(Data shown)

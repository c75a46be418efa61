//! HTTP remedy source using reqwest

use std::time::Duration;

use async_trait::async_trait;
use serde_json::Value;

use crate::domain::lookup::{LookupKind, NetworkError, RemedySource};
use crate::domain::remedy::{normalize_payload, LookupPayload};
use crate::domain::DomainError;

/// Configuration for the lookup API
#[derive(Debug, Clone)]
pub struct HttpSourceConfig {
    pub base_url: String,
    pub materia_medica_path: String,
    pub repertory_path: String,
    pub timeout: Duration,
    /// Bearer token sent with every request
    pub token: Option<String>,
}

impl Default for HttpSourceConfig {
    fn default() -> Self {
        Self {
            base_url: "http://localhost:8000".to_string(),
            materia_medica_path: "/api/materia-medica/search".to_string(),
            repertory_path: "/api/repertory/search".to_string(),
            timeout: Duration::from_secs(15),
            token: None,
        }
    }
}

impl HttpSourceConfig {
    pub fn new(base_url: impl Into<String>) -> Self {
        Self {
            base_url: base_url.into(),
            ..Default::default()
        }
    }

    pub fn with_timeout(mut self, timeout: Duration) -> Self {
        self.timeout = timeout;
        self
    }

    pub fn with_token(mut self, token: impl Into<String>) -> Self {
        self.token = Some(token.into());
        self
    }

    pub fn path_for(&self, kind: LookupKind) -> &str {
        match kind {
            LookupKind::MateriaMedica => &self.materia_medica_path,
            LookupKind::Repertory => &self.repertory_path,
        }
    }
}

/// Remedy source backed by the search endpoints of the lookup API
#[derive(Debug, Clone)]
pub struct HttpRemedySource {
    client: reqwest::Client,
    url: String,
    token: Option<String>,
}

impl HttpRemedySource {
    pub fn new(config: &HttpSourceConfig, kind: LookupKind) -> Result<Self, DomainError> {
        let client = reqwest::Client::builder()
            .timeout(config.timeout)
            .build()
            .map_err(|e| DomainError::configuration(format!("Failed to build HTTP client: {}", e)))?;

        let url = format!(
            "{}{}",
            config.base_url.trim_end_matches('/'),
            config.path_for(kind)
        );

        Ok(Self {
            client,
            url,
            token: config.token.clone(),
        })
    }

    pub fn url(&self) -> &str {
        &self.url
    }

    /// Pulls a human readable message out of an error body
    fn error_message(status: reqwest::StatusCode, body: &str) -> String {
        let from_json = serde_json::from_str::<Value>(body).ok().and_then(|json| {
            ["message", "detail", "error"]
                .iter()
                .find_map(|field| json.get(field).and_then(Value::as_str).map(str::to_string))
        });

        match from_json {
            Some(message) => message,
            None if !body.trim().is_empty() => body.trim().to_string(),
            None => status
                .canonical_reason()
                .unwrap_or("Request failed")
                .to_string(),
        }
    }
}

#[async_trait]
impl RemedySource for HttpRemedySource {
    async fn fetch(&self, query: &str) -> Result<LookupPayload, NetworkError> {
        let mut request = self.client.get(&self.url).query(&[("q", query)]);

        if let Some(token) = &self.token {
            request = request.bearer_auth(token);
        }

        let response = request
            .send()
            .await
            .map_err(|e| NetworkError::new(format!("Request failed: {}", e)))?;

        let status = response.status();
        let body = response
            .text()
            .await
            .map_err(|e| NetworkError::new(format!("Failed to read response: {}", e)))?;

        if !status.is_success() {
            return Err(NetworkError::with_status(
                status.as_u16(),
                Self::error_message(status, &body),
            ));
        }

        match serde_json::from_str::<Value>(&body) {
            Ok(json) => Ok(normalize_payload(json)),
            Err(_) => Ok(LookupPayload::Text(body)),
        }
    }
}

#[cfg(test)]
mod tests {
    use super::*;
    use serde_json::json;
    use wiremock::matchers::{header, method, path, query_param};
    use wiremock::{Mock, MockServer, ResponseTemplate};

    fn source(server: &MockServer, kind: LookupKind) -> HttpRemedySource {
        HttpRemedySource::new(&HttpSourceConfig::new(server.uri()), kind).unwrap()
    }

    #[test]
    fn test_url_per_kind() {
        let config = HttpSourceConfig::new("https://api.example.com/");

        let mm = HttpRemedySource::new(&config, LookupKind::MateriaMedica).unwrap();
        let rep = HttpRemedySource::new(&config, LookupKind::Repertory).unwrap();

        assert_eq!(mm.url(), "https://api.example.com/api/materia-medica/search");
        assert_eq!(rep.url(), "https://api.example.com/api/repertory/search");
    }

    #[test]
    fn test_error_message_fields() {
        let status = reqwest::StatusCode::NOT_FOUND;

        assert_eq!(
            HttpRemedySource::error_message(status, r#"{"detail":"No remedy"}"#),
            "No remedy"
        );
        assert_eq!(
            HttpRemedySource::error_message(status, r#"{"error":"gone"}"#),
            "gone"
        );
        assert_eq!(HttpRemedySource::error_message(status, "plain"), "plain");
        assert_eq!(HttpRemedySource::error_message(status, ""), "Not Found");
    }

    #[tokio::test]
    async fn test_fetch_normalizes_records() {
        let server = MockServer::start().await;

        Mock::given(method("GET"))
            .and(path("/api/materia-medica/search"))
            .and(query_param("q", "arsenicum"))
            .respond_with(ResponseTemplate::new(200).set_body_json(json!({
                "results": [{
                    "remedy": "Arsenicum album",
                    "keynotes": ["restlessness"],
                    "sources": ["Kent"]
                }]
            })))
            .expect(1)
            .mount(&server)
            .await;

        let payload = source(&server, LookupKind::MateriaMedica)
            .fetch("arsenicum")
            .await
            .unwrap();

        let records = payload.records();
        assert_eq!(records.len(), 1);
        assert_eq!(records[0].name, "Arsenicum album");
        assert_eq!(records[0].sources, vec!["Kent"]);
    }

    #[tokio::test]
    async fn test_fetch_sends_bearer_token() {
        let server = MockServer::start().await;

        Mock::given(method("GET"))
            .and(path("/api/repertory/search"))
            .and(header("authorization", "Bearer secret"))
            .respond_with(ResponseTemplate::new(200).set_body_json(json!({"remedy": "Sepia"})))
            .expect(1)
            .mount(&server)
            .await;

        let config = HttpSourceConfig::new(server.uri()).with_token("secret");
        let payload = HttpRemedySource::new(&config, LookupKind::Repertory)
            .unwrap()
            .fetch("sepia")
            .await
            .unwrap();

        assert_eq!(payload.primary().unwrap().name, "Sepia");
    }

    #[tokio::test]
    async fn test_fetch_plain_text_body() {
        let server = MockServer::start().await;

        Mock::given(method("GET"))
            .respond_with(ResponseTemplate::new(200).set_body_string("No matching rubrics"))
            .mount(&server)
            .await;

        let payload = source(&server, LookupKind::Repertory)
            .fetch("fear of heights")
            .await
            .unwrap();

        assert_eq!(payload, LookupPayload::Text("No matching rubrics".to_string()));
    }

    #[tokio::test]
    async fn test_fetch_error_status() {
        let server = MockServer::start().await;

        Mock::given(method("GET"))
            .respond_with(
                ResponseTemplate::new(503).set_body_json(json!({"message": "Index rebuilding"})),
            )
            .mount(&server)
            .await;

        let error = source(&server, LookupKind::MateriaMedica)
            .fetch("sulphur")
            .await
            .unwrap_err();

        assert_eq!(error, NetworkError::with_status(503, "Index rebuilding"));
    }

    #[tokio::test]
    async fn test_fetch_connection_failure() {
        let config = HttpSourceConfig::new("http://127.0.0.1:1").with_timeout(Duration::from_secs(2));
        let error = HttpRemedySource::new(&config, LookupKind::MateriaMedica)
            .unwrap()
            .fetch("sulphur")
            .await
            .unwrap_err();

        assert_eq!(error.status, None);
        assert!(error.message.starts_with("Request failed"));
    }
}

(End Data shown)

Sift the material for lines that include the word "example", and copy each one.

        let config = HttpSourceConfig::new("https://api.example.com/");
        assert_eq!(mm.url(), "https://api.example.com/api/materia-medica/search");
        assert_eq!(rep.url(), "https://api.example.com/api/repertory/search");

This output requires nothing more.